| WHAT THE TASK REQUIRES |
If a line in the records below contains the word "super", copy it out.

++++++++

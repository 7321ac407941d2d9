//! Per-device-class decode functions.
//!
//! Each function receives the context of the request being answered and the
//! incoming frame. Sub-command and parameters come from the context; only
//! query replies carry anything worth reading. The function rebuilds the
//! request's [`CorrelationKey`] and produces its [`Response`].

use tracing::warn;

use super::RequestContext;
use crate::codec::{SensorValue, ValueCodec};
use crate::command::{
    buzzer, line, matrix, motor, rgb, CorrelationKey, DeviceClass, DEFAULT_SUB_COMMAND,
};
use crate::protocol::{action, InboundFrame};

/// Outcome delivered to the waiter of a request.
#[derive(Debug, Clone, PartialEq)]
pub enum Response {
    /// Bare acknowledgement of a run or reset command.
    Done,
    /// Decoded query reply.
    Value(SensorValue),
    /// Query reply whose payload could not be decoded.
    Empty,
    /// Consistency check failed while decoding.
    Error(String),
}

impl Response {
    /// Check if this is an error payload.
    #[inline]
    pub fn is_error(&self) -> bool {
        matches!(self, Response::Error(_))
    }

    /// The decoded value, if any.
    pub fn value(&self) -> Option<&SensorValue> {
        match self {
            Response::Value(v) => Some(v),
            _ => None,
        }
    }
}

/// A decoded reply addressed to one pending request.
#[derive(Debug, Clone, PartialEq)]
pub struct Dispatch {
    /// Key of the request being resolved.
    pub key: CorrelationKey,
    /// What the waiter receives.
    pub response: Response,
}

/// Decode function signature stored in the dispatch table.
pub type DecodeFn = fn(DeviceClass, &RequestContext, &InboundFrame) -> Dispatch;

/// Positions of the parameter bytes that identify a request.
type Echo = &'static [usize];

const NO_ECHO: Echo = &[];
const FIRST: Echo = &[0];
const FIRST_TWO: Echo = &[0, 1];
/// Direction and color; speed sits between them.
const DIRECTION_COLOR: Echo = &[0, 2];

/// Reset / stop-all acknowledgement.
pub fn decode_reset(ctx: &RequestContext, frame: &InboundFrame) -> Dispatch {
    let response = if ctx.action() != Some(action::RESET) {
        mismatch(action::RESET, ctx.action())
    } else if !frame.is_ack() {
        Response::Error("reset answered with a data frame".to_string())
    } else {
        Response::Done
    };
    Dispatch {
        key: CorrelationKey::Reset,
        response,
    }
}

/// Drive motors.
pub fn decode_motor(device: DeviceClass, ctx: &RequestContext, frame: &InboundFrame) -> Dispatch {
    let echo = match ctx.sub_command() {
        Some(motor::MOVE | motor::STOP | motor::MOVE_TIMED | motor::MOVE_CM | motor::TURN_DEGREE) => FIRST,
        Some(motor::MOVE_COLOR) => DIRECTION_COLOR,
        _ => return unknown_sub_command(device, ctx),
    };
    run_ack(device, ctx, frame, echo)
}

/// RGB LEDs.
pub fn decode_rgb(device: DeviceClass, ctx: &RequestContext, frame: &InboundFrame) -> Dispatch {
    let echo = match ctx.sub_command() {
        Some(rgb::OFF | rgb::CUSTOM) => FIRST,
        Some(rgb::ON | rgb::ON_TIMED) => FIRST_TWO,
        _ => return unknown_sub_command(device, ctx),
    };
    run_ack(device, ctx, frame, echo)
}

/// Buzzer.
pub fn decode_buzzer(device: DeviceClass, ctx: &RequestContext, frame: &InboundFrame) -> Dispatch {
    let echo = match ctx.sub_command() {
        Some(buzzer::BEEP | buzzer::REST) => NO_ECHO,
        Some(buzzer::MELODY) => FIRST,
        Some(buzzer::NOTE) => FIRST_TWO,
        _ => return unknown_sub_command(device, ctx),
    };
    run_ack(device, ctx, frame, echo)
}

/// LED matrix. No operation echoes parameters.
pub fn decode_matrix(device: DeviceClass, ctx: &RequestContext, frame: &InboundFrame) -> Dispatch {
    match ctx.sub_command() {
        Some(matrix::NUMBER | matrix::CHAR | matrix::PATTERN | matrix::CLEAR) => {
            run_ack(device, ctx, frame, NO_ECHO)
        }
        _ => unknown_sub_command(device, ctx),
    }
}

/// External actuators addressed by port.
pub fn decode_external(device: DeviceClass, ctx: &RequestContext, frame: &InboundFrame) -> Dispatch {
    if ctx.sub_command() != Some(DEFAULT_SUB_COMMAND) {
        return unknown_sub_command(device, ctx);
    }
    let echo = match device {
        DeviceClass::ExtMotor => FIRST_TWO,
        _ => FIRST,
    };
    run_ack(device, ctx, frame, echo)
}

/// Line tracer.
pub fn decode_line(device: DeviceClass, ctx: &RequestContext, frame: &InboundFrame) -> Dispatch {
    let echo = match ctx.sub_command() {
        Some(line::READ) => FIRST,
        Some(line::DETECT) => FIRST_TWO,
        _ => return unknown_sub_command(device, ctx),
    };
    query_value(device, ctx, frame, echo)
}

/// Single-reading sensors keyed by side, axis, port or pin.
pub fn decode_sensor(device: DeviceClass, ctx: &RequestContext, frame: &InboundFrame) -> Dispatch {
    if ctx.sub_command() != Some(DEFAULT_SUB_COMMAND) {
        return unknown_sub_command(device, ctx);
    }
    let echo = match device {
        DeviceClass::Temperature | DeviceClass::RemoteControl | DeviceClass::Heartbeat => NO_ECHO,
        _ => FIRST,
    };
    query_value(device, ctx, frame, echo)
}

fn run_ack(device: DeviceClass, ctx: &RequestContext, frame: &InboundFrame, echo: Echo) -> Dispatch {
    let key = rebuild_key(device, ctx, echo);
    let response = if ctx.action() != Some(action::RUN) {
        mismatch(action::RUN, ctx.action())
    } else if !frame.is_ack() {
        Response::Error(format!("{} answered with a data frame", key))
    } else {
        Response::Done
    };
    Dispatch { key, response }
}

fn query_value(
    device: DeviceClass,
    ctx: &RequestContext,
    frame: &InboundFrame,
    echo: Echo,
) -> Dispatch {
    let key = rebuild_key(device, ctx, echo);
    let response = if ctx.action() != Some(action::GET) {
        mismatch(action::GET, ctx.action())
    } else {
        match frame.data() {
            Some((tag, payload)) => match ValueCodec::decode(tag, payload) {
                Some(value) => Response::Value(value),
                None => {
                    warn!(key = %key, tag, "Undecodable payload");
                    Response::Empty
                }
            },
            None => Response::Error(format!("{} answered with an ack", key)),
        }
    };
    Dispatch { key, response }
}

fn rebuild_key(device: DeviceClass, ctx: &RequestContext, echo: Echo) -> CorrelationKey {
    CorrelationKey::new(
        device,
        ctx.sub_command().unwrap_or(DEFAULT_SUB_COMMAND),
        echo.iter().filter_map(|&i| ctx.param(i)).collect(),
    )
}

fn mismatch(expected: u8, found: Option<u8>) -> Response {
    let found = found.map_or("none", action::name);
    warn!(expected = action::name(expected), found, "Action byte mismatch");
    Response::Error(format!(
        "action mismatch: expected {}, found {}",
        action::name(expected),
        found
    ))
}

fn unknown_sub_command(device: DeviceClass, ctx: &RequestContext) -> Dispatch {
    let sub_command = ctx.sub_command().unwrap_or(DEFAULT_SUB_COMMAND);
    Dispatch {
        key: CorrelationKey::new(device, sub_command, ctx.params().to_vec()),
        response: Response::Error(format!("unknown {} sub-command {}", device, sub_command)),
    }
}

#[cfg(test)]
mod tests {
    use super::*;
    use crate::protocol::{build_frame, build_reset_frame, Param};
    use bytes::Bytes;

    fn data(tag: u8, payload: &[u8]) -> InboundFrame {
        InboundFrame::Data {
            declared_len: (payload.len() + 2) as u8,
            ext_id: 0,
            type_tag: tag,
            payload: Bytes::copy_from_slice(payload),
        }
    }

    fn ctx(act: u8, device: DeviceClass, sub: u8, params: &[u8]) -> RequestContext {
        let params: Vec<Param> = params.iter().map(|&b| Param::Byte(b)).collect();
        RequestContext::new(build_frame(act, device.id(), sub, &params).unwrap())
    }

    #[test]
    fn test_motor_ack() {
        let c = ctx(action::RUN, DeviceClass::Motor, motor::MOVE, &[3, 60]);
        let d = decode_motor(DeviceClass::Motor, &c, &InboundFrame::Ack);
        assert_eq!(d.key.to_string(), "move-motor-3");
        assert_eq!(d.response, Response::Done);
    }

    #[test]
    fn test_motor_action_mismatch() {
        let c = ctx(action::GET, DeviceClass::Motor, motor::MOVE, &[3, 60]);
        let d = decode_motor(DeviceClass::Motor, &c, &InboundFrame::Ack);
        assert_eq!(d.key.to_string(), "move-motor-3");
        match d.response {
            Response::Error(msg) => {
                assert_eq!(msg, "action mismatch: expected run, found get")
            }
            other => panic!("unexpected response: {other:?}"),
        }
    }

    #[test]
    fn test_colored_move_key_skips_speed() {
        let c = ctx(action::RUN, DeviceClass::Motor, motor::MOVE_COLOR, &[2, 10, 5]);
        let d = decode_motor(DeviceClass::Motor, &c, &InboundFrame::Ack);
        assert_eq!(d.key.to_string(), "move-motor-color-2-5");
        assert_eq!(d.response, Response::Done);
    }

    #[test]
    fn test_unknown_sub_command() {
        let c = ctx(action::RUN, DeviceClass::RgbLed, 9, &[1]);
        let d = decode_rgb(DeviceClass::RgbLed, &c, &InboundFrame::Ack);
        assert!(d.response.is_error());
    }

    #[test]
    fn test_distance_value() {
        let c = ctx(action::GET, DeviceClass::IrDistance, 0, &[1]);
        let d = decode_sensor(DeviceClass::IrDistance, &c, &data(3, &[0x2A, 0x00]));
        assert_eq!(d.key.to_string(), "distance-read-1");
        assert_eq!(d.response, Response::Value(SensorValue::I16(42)));
    }

    #[test]
    fn test_temperature_float() {
        let c = ctx(action::GET, DeviceClass::Temperature, 0, &[]);
        let d = decode_sensor(DeviceClass::Temperature, &c, &data(2, &21.5f32.to_le_bytes()));
        assert_eq!(d.key.to_string(), "temperature-read");
        assert_eq!(d.response.value(), Some(&SensorValue::F32(21.5)));
    }

    #[test]
    fn test_query_unknown_tag_is_empty() {
        let c = ctx(action::GET, DeviceClass::LightSensor, 0, &[2]);
        let d = decode_sensor(DeviceClass::LightSensor, &c, &data(9, &[1, 2]));
        assert_eq!(d.response, Response::Empty);
    }

    #[test]
    fn test_query_answered_by_ack() {
        let c = ctx(action::GET, DeviceClass::LineTracer, line::DETECT, &[1, 0]);
        let d = decode_line(DeviceClass::LineTracer, &c, &InboundFrame::Ack);
        assert_eq!(d.key.to_string(), "line-detect-1-0");
        assert!(d.response.is_error());
    }

    #[test]
    fn test_reset() {
        let c = RequestContext::new(build_reset_frame());
        let d = decode_reset(&c, &InboundFrame::Ack);
        assert_eq!(d.key, CorrelationKey::Reset);
        assert_eq!(d.response, Response::Done);

        let d = decode_reset(&c, &data(1, &[0]));
        assert!(d.response.is_error());
    }
}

++++++++

| ANSWER SPACE |
use super::RequestContext;
    use super::*;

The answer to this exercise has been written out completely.